Stored data entries
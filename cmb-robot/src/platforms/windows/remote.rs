//! Reading list-view cells that live in another process.
//!
//! `LVM_GETITEMTEXTW` takes pointers, and the control dereferences them in
//! its own address space. The request descriptor and the text buffer are
//! therefore allocated inside the target process, filled and read back
//! through the process memory APIs.

use super::types::{send_message, HandleGuard, RemoteBuffer};
use crate::list_view::{decode_text, LvItemLayout, LVM_GETITEMTEXTW, TEXT_CAPACITY};
use crate::RobotError;
use std::ffi::c_void;
use windows::Win32::Foundation::{BOOL, HWND, LPARAM, WPARAM};
use windows::Win32::System::Diagnostics::Debug::{ReadProcessMemory, WriteProcessMemory};
use windows::Win32::System::Threading::{
    IsWow64Process, OpenProcess, PROCESS_QUERY_INFORMATION, PROCESS_VM_OPERATION,
    PROCESS_VM_READ, PROCESS_VM_WRITE,
};

fn platform_error(what: &str, e: windows::core::Error) -> RobotError {
    RobotError::PlatformError(format!("{what}: {e}"))
}

/// Descriptor layout the target process expects.
fn target_layout(process: &HandleGuard) -> LvItemLayout {
    if cfg!(target_pointer_width = "32") {
        return LvItemLayout::X86;
    }
    let mut wow64 = BOOL(0);
    match unsafe { IsWow64Process(process.0, &mut wow64) } {
        Ok(()) if wow64.as_bool() => LvItemLayout::X86,
        _ => LvItemLayout::X64,
    }
}

pub(crate) fn read_cell(
    list_view: HWND,
    pid: u32,
    row: usize,
    col: usize,
) -> Result<String, RobotError> {
    let process = unsafe {
        OpenProcess(
            PROCESS_VM_OPERATION | PROCESS_VM_READ | PROCESS_VM_WRITE | PROCESS_QUERY_INFORMATION,
            false,
            pid,
        )
    }
    .map_err(|e| platform_error("OpenProcess", e))?;
    let process = HandleGuard(process);
    let layout = target_layout(&process);

    // Declared after `process` so both are released before the handle closes.
    let item = RemoteBuffer::alloc(&process, layout.size())?;
    let text = RemoteBuffer::alloc(&process, TEXT_CAPACITY * 2)?;

    let request = layout.encode_text_request(row, col, text.address(), TEXT_CAPACITY)?;
    unsafe {
        WriteProcessMemory(
            process.0,
            item.ptr(),
            request.as_ptr() as *const c_void,
            request.len().min(item.len()),
            None,
        )
    }
    .map_err(|e| platform_error("WriteProcessMemory", e))?;

    let copied = send_message(
        list_view,
        LVM_GETITEMTEXTW,
        WPARAM(row),
        LPARAM(item.ptr() as isize),
    )
    .ok_or_else(|| {
        RobotError::PlatformError("list-view did not answer LVM_GETITEMTEXTW".to_string())
    })?;
    if copied <= 0 {
        return Ok(String::new());
    }

    let chars = (copied as usize).min(TEXT_CAPACITY);
    let mut raw = vec![0u8; (chars * 2).min(text.len())];
    unsafe {
        ReadProcessMemory(
            process.0,
            text.ptr(),
            raw.as_mut_ptr() as *mut c_void,
            raw.len(),
            None,
        )
    }
    .map_err(|e| platform_error("ReadProcessMemory", e))?;

    Ok(decode_text(&raw, chars))
}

## Instructions to follow
For each line above that contains the word "address", make a copy.

## Output of the task
//! its own address space. The request descriptor and the text buffer are
    let request = layout.encode_text_request(row, col, text.address(), TEXT_CAPACITY)?;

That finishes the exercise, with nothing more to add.